WHAT IS EXPECTED
Every line that holds the word "filename" needs to be copied from the data below.

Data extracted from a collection
==================================================

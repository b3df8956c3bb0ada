//! Connection manager: at most one live connection per session
//!
//! `acquire` hands out the current connection or opens a new one,
//! `mark_dead` forgets it after a failure, `close` shuts it down. Dropping
//! the manager drops the stream, so the socket is released on every exit
//! path, cancellation included.

use std::pin::Pin;
use std::sync::Arc;
use std::task::{Context, Poll};

use tokio::io::{AsyncRead, AsyncWriteExt, ReadBuf};

use super::types::Connector;
use crate::error::{self, Result};
use crate::telemetry::PipelineStats;

/// A live connection owned by the manager.
#[derive(Debug)]
pub struct Connection<Io> {
    io: Io,
    id: u64,
    rounds_served: usize,
}

impl<Io> Connection<Io> {
    /// Session-local connection number, starting at 1.
    #[must_use]
    pub fn id(&self) -> u64 {
        self.id
    }

    pub(crate) fn io_mut(&mut self) -> &mut Io {
        &mut self.io
    }

    pub(crate) fn finish_round(&mut self) {
        self.rounds_served += 1;
    }
}

/// Owns the session's single connection.
pub struct ConnectionManager<C: Connector> {
    connector: C,
    current: Option<Connection<C::Io>>,
    next_id: u64,
    stats: Arc<PipelineStats>,
}

impl<C: Connector> ConnectionManager<C> {
    pub fn new(connector: C, stats: Arc<PipelineStats>) -> Self {
        Self {
            connector,
            current: None,
            next_id: 1,
            stats,
        }
    }

    /// Current connection if it still looks usable, otherwise a new one.
    ///
    /// # Errors
    ///
    /// Returns the connector's error (always `Kind::Connect`) when a new
    /// connection cannot be opened.
    pub async fn acquire(&mut self) -> Result<&mut Connection<C::Io>> {
        let healthy = self.current.as_mut().map(|conn| is_idle_and_open(&mut conn.io));
        let reusable = match self.current.as_ref() {
            Some(conn) if healthy == Some(true) => {
                tracing::debug!(
                    connection = conn.id,
                    rounds = conn.rounds_served,
                    "reusing connection"
                );
                true
            }
            Some(conn) => {
                tracing::debug!(connection = conn.id, "idle connection closed by peer");
                false
            }
            None => false,
        };

        if !reusable {
            self.current = None;
            let endpoint = self.connector.endpoint();
            let io = match self.connector.connect().await {
                Ok(io) => io,
                Err(e) => {
                    self.stats.record_connect_failure();
                    tracing::warn!(%endpoint, error = %e, "connection failed");
                    return Err(e);
                }
            };
            let id = self.next_id;
            self.next_id += 1;
            self.stats.record_connection();
            tracing::debug!(connection = id, %endpoint, "connection opened");
            return Ok(self.current.insert(Connection {
                io,
                id,
                rounds_served: 0,
            }));
        }

        self.current
            .as_mut()
            .ok_or_else(|| error::connect("connection lost before reuse"))
    }

    /// Forget the current connection; the next `acquire` reconnects.
    pub fn mark_dead(&mut self) {
        if let Some(conn) = self.current.take() {
            tracing::debug!(connection = conn.id, "connection marked dead");
        }
    }

    /// Endpoint of the underlying connector, for logs.
    pub fn endpoint(&self) -> String {
        self.connector.endpoint()
    }

    /// Whether a connection is currently held.
    #[must_use]
    pub fn is_connected(&self) -> bool {
        self.current.is_some()
    }

    /// Gracefully shut down the current connection, if any.
    pub async fn close(&mut self) {
        if let Some(mut conn) = self.current.take() {
            if let Err(e) = conn.io.shutdown().await {
                tracing::debug!(connection = conn.id, error = %e, "shutdown failed");
            }
            tracing::debug!(
                connection = conn.id,
                rounds = conn.rounds_served,
                "connection closed"
            );
        }
    }
}

/// Non-blocking liveness probe for an idle keep-alive connection.
///
/// An idle connection must have nothing to read: EOF means the peer closed
/// it, stray bytes mean the previous exchange left garbage behind, and an
/// error means it is broken. Only "would block" counts as healthy.
fn is_idle_and_open<Io: AsyncRead + Unpin>(io: &mut Io) -> bool {
    let mut probe = [0u8; 1];
    let mut buf = ReadBuf::new(&mut probe);
    let mut cx = Context::from_waker(futures::task::noop_waker_ref());
    matches!(Pin::new(io).poll_read(&mut cx, &mut buf), Poll::Pending)
}
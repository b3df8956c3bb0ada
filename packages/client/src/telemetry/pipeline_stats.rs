//! Per-session pipelining statistics with cache-padded atomic counters
//!
//! The sender, the reader and the connection manager of one session all
//! bump the same counters; nothing here is shared across sessions.

use std::sync::atomic::{AtomicU64, AtomicUsize, Ordering};
use std::time::{Duration, Instant};

use crossbeam_utils::CachePadded;

/// Thread-safe session statistics
#[derive(Debug)]
pub struct PipelineStats {
    /// Connections successfully opened (TCP connect plus TLS handshake)
    pub connections_opened: CachePadded<AtomicUsize>,
    /// Failed connection attempts
    pub connect_failures: CachePadded<AtomicUsize>,
    /// Rounds started (one per pipelined write burst)
    pub rounds: CachePadded<AtomicUsize>,
    /// Requests fully written to a connection
    pub requests_written: CachePadded<AtomicUsize>,
    /// Responses parsed and paired with a request
    pub responses_matched: CachePadded<AtomicUsize>,
    /// Requests resubmitted after a failure
    pub retries_scheduled: CachePadded<AtomicUsize>,
    /// Rounds abandoned because response framing could not be trusted
    pub desyncs: CachePadded<AtomicUsize>,
    /// Request bytes written
    pub bytes_written: CachePadded<AtomicU64>,
    /// Response bytes read
    pub bytes_read: CachePadded<AtomicU64>,
    /// Time spent sleeping between attempts, in microseconds
    pub backoff_micros: CachePadded<AtomicU64>,
    started: Instant,
}

impl Default for PipelineStats {
    fn default() -> Self {
        Self {
            connections_opened: CachePadded::new(AtomicUsize::new(0)),
            connect_failures: CachePadded::new(AtomicUsize::new(0)),
            rounds: CachePadded::new(AtomicUsize::new(0)),
            requests_written: CachePadded::new(AtomicUsize::new(0)),
            responses_matched: CachePadded::new(AtomicUsize::new(0)),
            retries_scheduled: CachePadded::new(AtomicUsize::new(0)),
            desyncs: CachePadded::new(AtomicUsize::new(0)),
            bytes_written: CachePadded::new(AtomicU64::new(0)),
            bytes_read: CachePadded::new(AtomicU64::new(0)),
            backoff_micros: CachePadded::new(AtomicU64::new(0)),
            started: Instant::now(),
        }
    }
}

/// Immutable snapshot of session statistics at a point in time
#[derive(Debug, Clone, Default, PartialEq, Eq)]
pub struct PipelineStatsSnapshot {
    pub connections_opened: usize,
    pub connect_failures: usize,
    pub rounds: usize,
    pub requests_written: usize,
    pub responses_matched: usize,
    pub retries_scheduled: usize,
    pub desyncs: usize,
    pub bytes_written: u64,
    pub bytes_read: u64,
    pub backoff: Duration,
    pub elapsed: Duration,
}

impl PipelineStats {
    #[inline]
    pub fn record_connection(&self) {
        self.connections_opened.fetch_add(1, Ordering::Relaxed);
    }

    #[inline]
    pub fn record_connect_failure(&self) {
        self.connect_failures.fetch_add(1, Ordering::Relaxed);
    }

    #[inline]
    pub fn record_round(&self) {
        self.rounds.fetch_add(1, Ordering::Relaxed);
    }

    #[inline]
    pub fn record_written(&self, bytes: usize) {
        self.requests_written.fetch_add(1, Ordering::Relaxed);
        self.bytes_written.fetch_add(bytes as u64, Ordering::Relaxed);
    }

    #[inline]
    pub fn record_read(&self, bytes: usize) {
        self.bytes_read.fetch_add(bytes as u64, Ordering::Relaxed);
    }

    #[inline]
    pub fn record_matched(&self) {
        self.responses_matched.fetch_add(1, Ordering::Relaxed);
    }

    #[inline]
    pub fn record_retries(&self, count: usize) {
        self.retries_scheduled.fetch_add(count, Ordering::Relaxed);
    }

    #[inline]
    pub fn record_desync(&self) {
        self.desyncs.fetch_add(1, Ordering::Relaxed);
    }

    #[inline]
    pub fn record_backoff(&self, delay: Duration) {
        let micros = u64::try_from(delay.as_micros()).unwrap_or(u64::MAX);
        self.backoff_micros.fetch_add(micros, Ordering::Relaxed);
    }

    /// Point-in-time copy of every counter.
    #[inline]
    pub fn snapshot(&self) -> PipelineStatsSnapshot {
        PipelineStatsSnapshot {
            connections_opened: self.connections_opened.load(Ordering::Relaxed),
            connect_failures: self.connect_failures.load(Ordering::Relaxed),
            rounds: self.rounds.load(Ordering::Relaxed),
            requests_written: self.requests_written.load(Ordering::Relaxed),
            responses_matched: self.responses_matched.load(Ordering::Relaxed),
            retries_scheduled: self.retries_scheduled.load(Ordering::Relaxed),
            desyncs: self.desyncs.load(Ordering::Relaxed),
            bytes_written: self.bytes_written.load(Ordering::Relaxed),
            bytes_read: self.bytes_read.load(Ordering::Relaxed),
            backoff: Duration::from_micros(self.backoff_micros.load(Ordering::Relaxed)),
            elapsed: self.started.elapsed(),
        }
    }
}

impl PipelineStatsSnapshot {
    /// Average requests written per round.
    #[inline]
    #[must_use]
    pub fn average_depth(&self) -> f64 {
        if self.rounds > 0 {
            self.requests_written as f64 / self.rounds as f64
        } else {
            0.0
        }
    }
}
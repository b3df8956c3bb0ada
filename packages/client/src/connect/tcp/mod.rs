//! TCP connection utilities
//!
//! DNS resolution, address-list connect, socket options and the rustls
//! handshake, composed by `TcpConnector`.

pub mod basic_connection;
pub mod dns_resolution;
pub mod socket_config;
pub mod tls_connections;

pub use basic_connection::connect_to_address_list;
pub use dns_resolution::resolve_host;
pub use socket_config::configure_tcp_socket;
pub use tls_connections::establish_rustls_connection;
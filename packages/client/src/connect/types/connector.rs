//! Connection establishment seam
//!
//! The connection manager only needs "give me a fresh byte stream to the
//! endpoint". `TcpConnector` does DNS, TCP and optional TLS; tests plug in
//! in-memory streams through the same trait.

use std::future::Future;
use std::sync::Arc;
use std::time::Duration;

use tokio::io::{AsyncRead, AsyncWrite};

use super::connection::MaybeTlsStream;
use crate::config::PipelineConfig;
use crate::connect::tcp::{
    configure_tcp_socket, connect_to_address_list, establish_rustls_connection, resolve_host,
};
use crate::error::{self, Result, TimedOut};

/// Opens new connections to one fixed endpoint.
pub trait Connector: Send + Sync {
    type Io: AsyncRead + AsyncWrite + Unpin + Send;

    /// Open a new connection, handshake included.
    fn connect(&self) -> impl Future<Output = Result<Self::Io>> + Send;

    /// Human-readable endpoint, used in logs.
    fn endpoint(&self) -> String;
}

impl<C: Connector> Connector for Arc<C> {
    type Io = C::Io;

    fn connect(&self) -> impl Future<Output = Result<Self::Io>> + Send {
        C::connect(self)
    }

    fn endpoint(&self) -> String {
        C::endpoint(self)
    }
}

/// DNS + TCP (+ rustls) connector.
#[derive(Clone)]
pub struct TcpConnector {
    host: String,
    port: u16,
    connect_timeout: Duration,
    nodelay: bool,
    tls: Option<Arc<rustls::ClientConfig>>,
}

impl std::fmt::Debug for TcpConnector {
    fn fmt(&self, f: &mut std::fmt::Formatter<'_>) -> std::fmt::Result {
        f.debug_struct("TcpConnector")
            .field("host", &self.host)
            .field("port", &self.port)
            .field("connect_timeout", &self.connect_timeout)
            .field("tls", &self.tls.is_some())
            .finish()
    }
}

impl TcpConnector {
    /// Connector for the endpoint in `config`, with webpki roots when TLS is on.
    ///
    /// # Errors
    ///
    /// Returns a connect error if the TLS client config cannot be built.
    pub fn from_config(config: &PipelineConfig) -> Result<Self> {
        let tls = if config.use_tls {
            Some(crate::tls::default_client_config()?)
        } else {
            None
        };
        Ok(Self {
            host: config.host.clone(),
            port: config.port,
            connect_timeout: config.timeouts.connect_timeout,
            nodelay: config.tcp_nodelay,
            tls,
        })
    }

    /// Use a caller-supplied rustls config (custom roots, client certs).
    #[must_use]
    pub fn with_tls_config(mut self, config: Arc<rustls::ClientConfig>) -> Self {
        self.tls = Some(config);
        self
    }

    async fn open(&self) -> Result<MaybeTlsStream> {
        let addrs = resolve_host(&self.host, self.port).await?;
        let stream = connect_to_address_list(&addrs, self.connect_timeout).await?;
        configure_tcp_socket(&stream, self.nodelay)?;

        match &self.tls {
            Some(config) => {
                let tls = establish_rustls_connection(stream, &self.host, Arc::clone(config)).await?;
                Ok(MaybeTlsStream::Tls(Box::new(tls)))
            }
            None => Ok(MaybeTlsStream::Plain(stream)),
        }
    }
}

impl Connector for TcpConnector {
    type Io = MaybeTlsStream;

    async fn connect(&self) -> Result<MaybeTlsStream> {
        // DNS and the TLS handshake share the connect budget with TCP.
        match tokio::time::timeout(self.connect_timeout, self.open()).await {
            Ok(result) => result,
            Err(_) => Err(error::connect(TimedOut)),
        }
    }

    fn endpoint(&self) -> String {
        format!("{}:{}", self.host, self.port)
    }
}
//! Connect, read, write and batch deadline timeouts

use std::time::Duration;

use super::super::validation::{ConfigDefaults, ConfigResult, ConfigValidator, ConfigurationError};

/// Runtime timeout configuration
///
/// `read_timeout` is a progress timeout: it bounds the wait for the next
/// bytes while requests are pending, not the duration of a whole round.
#[derive(Debug, Clone)]
pub struct TimeoutConfig {
    pub connect_timeout: Duration,
    pub read_timeout: Duration,
    pub write_timeout: Duration,
    /// Whole-batch deadline measured from the start of `run`
    pub batch_deadline: Option<Duration>,
}

impl Default for TimeoutConfig {
    fn default() -> Self {
        Self {
            connect_timeout: ConfigDefaults::CONNECT_TIMEOUT,
            read_timeout: ConfigDefaults::READ_TIMEOUT,
            write_timeout: ConfigDefaults::WRITE_TIMEOUT,
            batch_deadline: None,
        }
    }
}

impl TimeoutConfig {
    /// Create aggressive timeout configuration
    #[must_use]
    pub fn aggressive() -> Self {
        Self {
            connect_timeout: Duration::from_secs(3),
            read_timeout: Duration::from_secs(5),
            write_timeout: Duration::from_secs(5),
            batch_deadline: None,
        }
    }

    /// Validate timeout configuration
    ///
    /// # Errors
    ///
    /// Returns an error if any timeout is zero or exceeds one hour, or if the
    /// batch deadline is zero.
    pub fn validate(&self) -> ConfigResult<()> {
        ConfigValidator::validate_timeout(self.connect_timeout, "connect_timeout")?;
        ConfigValidator::validate_timeout(self.read_timeout, "read_timeout")?;
        ConfigValidator::validate_timeout(self.write_timeout, "write_timeout")?;
        if let Some(deadline) = self.batch_deadline {
            if deadline.is_zero() {
                return Err(ConfigurationError::InvalidTimeout(
                    "batch_deadline cannot be zero".to_string(),
                ));
            }
        }
        Ok(())
    }
}
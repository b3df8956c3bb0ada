//! Prelude
//!
//! The types needed to configure a client, describe a batch and read its
//! result.

pub use crate::client::{PipelineClient, run_urls};
pub use crate::config::{PipelineConfig, TimeoutConfig, Validator};
pub use crate::connect::{Connector, TcpConnector};
pub use crate::error::{Error, Kind, Result};
pub use crate::http::{
    BatchResult, BatchSpec, Endpoint, Failure, Outcome, PipelineRequest, PipelineResponse,
    RequestOverride,
};
pub use crate::retry::RetryPolicy;
pub use crate::telemetry::PipelineStatsSnapshot;

pub use ::http::{HeaderMap, HeaderName, HeaderValue, Method, StatusCode, Version};
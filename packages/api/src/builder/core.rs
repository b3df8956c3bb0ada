//! Core `Pipeline` builder structure and endpoint selection

use http::Method;
use hpipe_client::{BatchSpec, Error, PipelineConfig};

/// Fluent builder for one pipelined batch.
///
/// Misuse (a bad header string, mixed-origin URLs) is remembered and
/// reported by [`send`](Pipeline::send), so chains never need `?` midway.
#[derive(Debug, Clone)]
pub struct Pipeline {
    pub(crate) config: PipelineConfig,
    pub(crate) batch: BatchSpec,
    pub(crate) deadline: Option<std::time::Duration>,
    pub(crate) error: Option<Error>,
    pub(crate) debug_enabled: bool,
}

impl Pipeline {
    /// Start a batch using `method` for every request.
    #[must_use]
    pub fn method(method: Method) -> Self {
        Self {
            config: PipelineConfig::default(),
            batch: BatchSpec::new(method),
            deadline: None,
            error: None,
            debug_enabled: false,
        }
    }

    /// Start a batch of `HEAD` requests.
    #[must_use]
    pub fn head() -> Self {
        Self::method(Method::HEAD)
    }

    /// Start a batch of `GET` requests.
    #[must_use]
    pub fn get() -> Self {
        Self::method(Method::GET)
    }

    /// Host to connect to (name or IP literal).
    #[must_use]
    pub fn host(mut self, host: impl Into<String>) -> Self {
        self.config.host = host.into();
        self
    }

    /// Port to connect to.
    #[must_use]
    pub fn port(mut self, port: u16) -> Self {
        self.config.port = port;
        self
    }

    /// Use TLS. Moves the port from 80 to 443 unless one was set.
    #[must_use]
    pub fn tls(mut self, use_tls: bool) -> Self {
        self.config = self.config.with_tls(use_tls);
        self
    }

    /// Add requests for absolute URLs; their shared origin becomes the
    /// endpoint (scheme, host and port).
    #[must_use]
    pub fn urls<I, S>(mut self, urls: I) -> Self
    where
        I: IntoIterator<Item = S>,
        S: AsRef<str>,
    {
        let batch = std::mem::replace(&mut self.batch, BatchSpec::new(Method::GET));
        let method = batch.method().clone();
        match batch.with_urls(urls) {
            Ok((endpoint, batch)) => {
                self.batch = batch;
                self.config.host = endpoint.host;
                self.config.port = endpoint.port;
                self.config.use_tls = endpoint.use_tls;
            }
            Err(err) => {
                self.batch = BatchSpec::new(method);
                self.fail(err);
            }
        }
        self
    }

    /// Replace the whole session configuration.
    ///
    /// Endpoint settings already chosen on this builder are overwritten too.
    #[must_use]
    pub fn config(mut self, config: PipelineConfig) -> Self {
        self.config = config;
        self
    }

    /// Log the batch shape and outcome counts at `debug` level.
    #[must_use]
    pub fn debug(mut self) -> Self {
        self.debug_enabled = true;
        self
    }

    /// Keep the first builder error; later ones are usually consequences.
    pub(crate) fn fail(&mut self, err: Error) {
        if self.error.is_none() {
            self.error = Some(err);
        }
    }
}
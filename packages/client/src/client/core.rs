//! Core pipelining client

use std::sync::Arc;
use std::time::Instant;

use http::Method;

use crate::config::{PipelineConfig, Validator};
use crate::connect::{Connector, TcpConnector};
use crate::error::Result;
use crate::http::{BatchResult, BatchSpec};
use crate::retry::RetryCoordinator;

/// Runs batches of pipelined requests against one endpoint.
///
/// The connector is shared between batches; connections are not. Batches
/// run concurrently on clones of the same client never share a socket.
#[derive(Debug)]
pub struct PipelineClient<C: Connector = TcpConnector> {
    config: PipelineConfig,
    connector: Arc<C>,
}

impl<C: Connector> Clone for PipelineClient<C> {
    fn clone(&self) -> Self {
        Self {
            config: self.config.clone(),
            connector: Arc::clone(&self.connector),
        }
    }
}

impl PipelineClient<TcpConnector> {
    /// Client for `config`'s endpoint over TCP, with rustls when
    /// `use_tls` is set.
    ///
    /// # Errors
    ///
    /// `Kind::Config` for an invalid configuration, `Kind::Connect` if the
    /// TLS client configuration cannot be built.
    pub fn new(config: PipelineConfig) -> Result<Self> {
        config.validate()?;
        let connector = TcpConnector::from_config(&config)?;
        Ok(Self {
            config,
            connector: Arc::new(connector),
        })
    }
}

impl<C: Connector> PipelineClient<C> {
    /// Client that opens connections through `connector`.
    ///
    /// # Errors
    ///
    /// `Kind::Config` for an invalid configuration.
    pub fn with_connector(config: PipelineConfig, connector: C) -> Result<Self> {
        config.validate()?;
        Ok(Self {
            config,
            connector: Arc::new(connector),
        })
    }

    #[inline]
    pub fn config(&self) -> &PipelineConfig {
        &self.config
    }

    /// Pipeline every request of `batch` and collect one outcome per request.
    ///
    /// Transport failures never fail the call; they end up in the
    /// per-request outcomes. A configured batch deadline applies.
    ///
    /// # Errors
    ///
    /// `Kind::Builder` for an empty batch or an invalid request target.
    pub async fn run(&self, batch: BatchSpec) -> Result<BatchResult> {
        let deadline = self
            .config
            .timeouts
            .batch_deadline
            .map(|budget| Instant::now() + budget);
        self.execute(batch, deadline).await
    }

    /// Like [`run`](Self::run), but give up at `deadline`.
    ///
    /// Requests still unresolved at the deadline fail with
    /// `Kind::Canceled`; responses matched before it are kept. The earlier
    /// of `deadline` and the configured batch deadline wins.
    ///
    /// # Errors
    ///
    /// `Kind::Builder` for an empty batch or an invalid request target.
    pub async fn run_until(&self, batch: BatchSpec, deadline: Instant) -> Result<BatchResult> {
        let configured = self
            .config
            .timeouts
            .batch_deadline
            .map(|budget| Instant::now() + budget);
        let deadline = match configured {
            Some(configured) => configured.min(deadline),
            None => deadline,
        };
        self.execute(batch, Some(deadline)).await
    }

    async fn execute(&self, batch: BatchSpec, deadline: Option<Instant>) -> Result<BatchResult> {
        let requests = batch.into_requests()?;
        let coordinator = RetryCoordinator::new(Arc::clone(&self.connector), &self.config);
        let deadline = deadline.map(tokio::time::Instant::from_std);
        Ok(coordinator.run(requests, deadline).await)
    }
}

/// One-shot helper: pipeline `method` to every URL in `urls`.
///
/// All URLs must share one origin; `https` URLs enable TLS. Settings other
/// than the endpoint come from `PipelineConfig::default()`.
///
/// # Errors
///
/// `Kind::Builder` for an empty or mixed-origin URL list, `Kind::Config` or
/// `Kind::Connect` as in [`PipelineClient::new`].
pub async fn run_urls<I, S>(method: Method, urls: I) -> Result<BatchResult>
where
    I: IntoIterator<Item = S>,
    S: AsRef<str>,
{
    let (endpoint, batch) = BatchSpec::from_urls(method, urls)?;
    let client = PipelineClient::new(PipelineConfig::for_endpoint(&endpoint))?;
    client.run(batch).await
}

#[cfg(test)]
mod tests {
    use super::*;
    use crate::error::Kind;

    #[test]
    fn invalid_config_is_rejected_up_front() {
        let err = PipelineClient::new(PipelineConfig::new("example.com").with_max_pipeline_depth(0))
            .unwrap_err();
        assert_eq!(err.kind(), Kind::Config);
    }

    #[tokio::test]
    async fn empty_batch_is_misuse() {
        let client = PipelineClient::new(PipelineConfig::new("127.0.0.1")).unwrap();
        let err = client.run(BatchSpec::head()).await.unwrap_err();
        assert!(err.is_builder());
    }

    #[tokio::test]
    async fn mixed_origins_are_misuse() {
        let err = run_urls(
            Method::HEAD,
            ["http://a.example/x", "http://b.example/y"],
        )
        .await
        .unwrap_err();
        assert!(err.is_builder());
    }
}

==================================================

RESULT OF THIS EXERCISE
filename packages/client/src/telemetry/pipeline_stats.rs
filename packages/client/src/connect/tcp/mod.rs
filename packages/client/src/connect/types/connector.rs
filename packages/api/src/builder/core.rs
filename packages/client/src/client/core.rs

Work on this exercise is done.